For some time now, there have been countries that did the majority of its banking through the use of cellular phones. This hasn’t been considered safe or desirable in the US till now, but now Google is attempting to pioneer a mobile wallet that will be aimed at the US market. Such services already exist in Japan and are being launched elsewhere as well.
The basis for the mobile wallet is the near field communications technology, or NFC. NFC allows one device to ‘talk’ to another by simply being brought close to the other, and in the case of the mobile wallet would allow a person to pay for goods or services by simply passing their cellular phone in front of the payment processing device.
NFC chips are already available in some credit cards. Phones however would offer additional services, such as allowing a customer to scan a product via NFC and find alternative versions of it, or lower priced items in other nearby stores. It could also hold and activate special offers and coupons that the customer has saved.

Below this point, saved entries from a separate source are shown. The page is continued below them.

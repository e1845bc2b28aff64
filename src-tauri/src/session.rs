//! The dashboard's filter context.
//!
//! `DashboardSession` owns every piece of view state and is the only source
//! of truth; the page URL is written from it and read back into it, never
//! consulted directly. Fetches go through a begin/accept pair so a response
//! is applied only while its request token is still the latest one.

use std::collections::BTreeSet;

use chrono::NaiveDateTime;
use reqwest::Url;
use serde::{Deserialize, Serialize};
use tracing::{debug, info, warn};

use crate::api::{HistoryRequest, RcaTreeRequest, SeriesRequest};
use crate::charts::{ChartPanelGroup, ChartZoomResult, PanelView, ZoomRequest};
use crate::error::Result;
use crate::filters::{query_value, query_values, replace_query_values, FilterSelection};
use crate::history::{build_history_request, TableState};
use crate::options::OptionSet;
use crate::rca::{Connector, PathEntry, RcaDrillDown, Transition};
use crate::requests::{RequestGuard, RequestToken};
use crate::timerange::{ResolvedRange, TimeRangeTable, TimeWindow};
use crate::types::anomaly::HistoricalPage;
use crate::types::config::DashboardConfig;
use crate::types::series::AnomalySeries;
use crate::types::source::DataSource;
use crate::types::tree::TreeNode;
use crate::zoom::{ZoomControls, ZoomCursor, ZoomOutcome};

pub const TIME_RANGE_KEY: &str = "time_range";
pub const DATA_SOURCE_KEY: &str = "data_source";
pub const SCALE_KEY: &str = "scale";

pub const HISTORY_REQUEST: &str = "history";
pub const SERIES_REQUEST: &str = "series";
pub const RCA_TREE_REQUEST: &str = "rca:tree";
pub const RCA_CHILDREN_REQUEST: &str = "rca:children";

pub fn options_request_key(source: DataSource) -> String {
    format!("options:{}", source.as_str())
}

/// Everything the front-end renders, in one serializable snapshot.
#[derive(Debug, Clone, Serialize, Deserialize)]
#[serde(rename_all = "camelCase")]
pub struct SessionView {
    pub data_source: DataSource,
    pub zoom: ZoomControls,
    pub filters: FilterSelection,
    pub table: TableState,
    pub history: Option<HistoricalPage>,
    pub panels: Vec<PanelView>,
    pub scales: Vec<String>,
    pub options: OptionSet,
    pub rca_levels: Vec<Vec<TreeNode>>,
    pub rca_path: Vec<PathEntry>,
    pub rca_connectors: Vec<Connector>,
}

pub struct DashboardSession {
    data_source: DataSource,
    cursor: ZoomCursor,
    filters: FilterSelection,
    table: TableState,
    charts: ChartPanelGroup,
    scales: BTreeSet<String>,
    options: OptionSet,
    history: Option<HistoricalPage>,
    rca: RcaDrillDown,
    requests: RequestGuard,
}
use std::time::Duration;

use tokio::task::JoinHandle;
use tracing::{debug, info};

/// Periodic refresh of the time-anchored views. Each tick re-resolves the
/// current label against "now", so a predefined range slides forward.
pub struct AutoRefresh {
    period: Duration,
    handle: Option<JoinHandle<()>>,
}

impl AutoRefresh {
    pub fn new(period: Duration) -> Self {
        Self {
            period,
            handle: None,
        }
    }

    pub fn period(&self) -> Duration {
        self.period
    }

    pub fn is_running(&self) -> bool {
        self.handle.as_ref().is_some_and(|h| !h.is_finished())
    }

    /// Start ticking, replacing any earlier loop. The first tick fires one
    /// full period after start.
    pub fn start<F>(&mut self, mut on_tick: F)
    where
        F: FnMut() + Send + 'static,
    {
        self.stop();
        if self.period.is_zero() {
            debug!("auto refresh disabled");
            return;
        }
        let period = self.period;
        info!(secs = period.as_secs(), "auto refresh started");
        self.handle = Some(tokio::spawn(async move {
            let mut interval = tokio::time::interval_at(tokio::time::Instant::now() + period, period);
            interval.set_missed_tick_behavior(tokio::time::MissedTickBehavior::Delay);
            loop {
                interval.tick().await;
                on_tick();
            }
        }));
    }

    pub fn stop(&mut self) {
        if let Some(handle) = self.handle.take() {
            handle.abort();
            debug!("auto refresh stopped");
        }
    }

    pub fn set_period(&mut self, period: Duration) {
        self.period = period;
    }
}

impl Drop for AutoRefresh {
    fn drop(&mut self) {
        self.stop();
    }
}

The payment service will be supported by the Visa network currently, but if popular it may be extended to other credit networks. Initially it will be made available in certain larger chains in the New York and San Francisco areas. The Sprint network will be the first to offer the mobile wallet to its customers. The cellular phone version of NFC will be compatible with the credit card version, meaning that where it is already installed it will be ready to go. There are some businesses that have it country wide, such as McDonalds and CVS.
Only a limited range of Android phones will be able to support the service, and they will have to come with the NFC technology built in. It will be a physical upgrade to the standard hardware rather than being just a software app, and as such the phones will need to come ready equipped from the manufacturer. Software will be needed as well, in order to hold certain information on the phone, and to tell the NFC chip how to communicate with the NFC payments processor. The Nexus S by Google is the only phone that currently works with NFC, with others to come soon.
Other phone manufacturers are likely to follow suit and integrate the NFC technology into their phones too. Apple have announced their plans to include NFC into the iPhone 5 when it is released, and Windows and Blackberry phones will also use NFC. There are high expectations as to the number of NFC devices that will be sold over the coming year.
Some fears remain surrounding this technology-such as the fear of cloning and of fraud, and many of these will need to be addressed and fully explained before some people are willing to trust it. But in time it may prove to be the ideal way to cut down on queues and waiting times, making paying for your weekly shop easier than ever.